Intercultural Competence
Intercultural Competence
I was not able to partner with anyone on this so I did this exercise on my own. However, it has a certain relevance to real-life for me.
There are many things I would look for to judge intercultural competence in someone might hire. I do some consulting work with a public relations/marketing agency in Jacksonville. Since we are trying to expand our reach into the Hispanic market, there are intercultural issues that we would need to assess.
Some questions I would put to a job applicant to judge their intercultural competence would include:
• Whether they speak a second language (in other words do they linguistic knowledge)
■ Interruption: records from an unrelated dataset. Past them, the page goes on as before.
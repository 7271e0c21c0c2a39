//! Distribution contract.
//!
//! The contract is a pure predicate over a proposed transaction. The
//! initiating and the accepting distributor each evaluate it independently
//! before signing, and both must reach the same verdict from the same input,
//! so nothing here may depend on which party is asking.

use noscalp_crypto::PublicKey;
use serde::{Deserialize, Serialize};
use std::collections::BTreeSet;

use crate::error::ValidationError;
use crate::state::DistributionState;
use crate::transaction::{DistributionCommand, WireTransaction};

pub const TICKET_QUANTITY_NOT_POSITIVE: &str = "Ticket quantity cannot be zero.";
pub const EVENT_NAME_BLANK: &str = "There must be event name.";
pub const SIGNERS_NOT_TWO: &str = "Both Distributors must sign the transaction";
pub const SAME_DISTRIBUTOR: &str = "Distributors must be different parties.";
pub const SINGLE_CREATE_COMMAND: &str = "Required a single Create command.";
pub const INPUTS_NOT_ALLOWED: &str = "Ticket distribution must not consume inputs.";
pub const SINGLE_OUTPUT: &str = "DistributionState must have a single output.";

/// Verdict of the contract.
#[derive(Debug, Clone, PartialEq, Eq, Serialize, Deserialize)]
pub enum ValidationOutcome {
    Accepted,
    Rejected { reason: String },
}

impl ValidationOutcome {
    pub fn is_accepted(&self) -> bool {
        matches!(self, ValidationOutcome::Accepted)
    }
}

impl From<Result<(), ValidationError>> for ValidationOutcome {
    fn from(result: Result<(), ValidationError>) -> Self {
        match result {
            Ok(()) => ValidationOutcome::Accepted,
            Err(e) => ValidationOutcome::Rejected { reason: e.reason },
        }
    }
}

fn require(condition: bool, reason: &str) -> Result<(), ValidationError> {
    if condition {
        Ok(())
    } else {
        Err(ValidationError::new(reason))
    }
}

/// Record-level rules. The first failing rule is reported, in this order:
///
/// 1. positive ticket quantity
/// 2. distinct distributors
/// 3. exactly two distinct signers
/// 4. non-blank event name
///
/// [`DistributionContract::verify`] runs its shape rules (one create
/// command, no inputs, one output) before any of these.
pub fn validate_record(
    record: &DistributionState,
    signers: &[PublicKey],
) -> Result<(), ValidationError> {
    require(record.ticket_quantity > 0, TICKET_QUANTITY_NOT_POSITIVE)?;
    require(
        record.from_distributor != record.to_distributor,
        SAME_DISTRIBUTOR,
    )?;

    let distinct: BTreeSet<&PublicKey> = signers.iter().collect();
    require(distinct.len() == 2, SIGNERS_NOT_TWO)?;

    require(!record.event_name.trim().is_empty(), EVENT_NAME_BLANK)
}

/// Contract governing [`DistributionState`].
#[derive(Debug, Clone, Copy, Default)]
pub struct DistributionContract;

impl DistributionContract {
    pub const ID: &'static str = "noscalp.contracts.DistributionContract";

    /// Verifies a proposal. Distributions are only ever created, so a
    /// proposal that consumes earlier states is rejected.
    pub fn verify(tx: &WireTransaction) -> Result<(), ValidationError> {
        let creates: Vec<_> = tx
            .commands
            .iter()
            .filter(|c| c.value == DistributionCommand::Create)
            .collect();
        require(
            creates.len() == 1 && tx.commands.len() == 1,
            SINGLE_CREATE_COMMAND,
        )?;
        let command = creates[0];

        require(tx.inputs.is_empty(), INPUTS_NOT_ALLOWED)?;
        require(tx.outputs.len() == 1, SINGLE_OUTPUT)?;

        validate_record(&tx.outputs[0], &command.signers)
    }

    pub fn evaluate(tx: &WireTransaction) -> ValidationOutcome {
        Self::verify(tx).into()
    }
}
• Whether they have traveled outside the United States and in what capacity? In other words did they live or study abroad or just pass through somewhere as a tourist. I would need to follow up with questions about what they found the most interesting and what they found the most difficult about working, living or traveling outside the United States. These answers would help me determine the candidate’s tolerance for ambiguity and their potential to empathetic or enter into modes or transpection or cross-cultural empathy.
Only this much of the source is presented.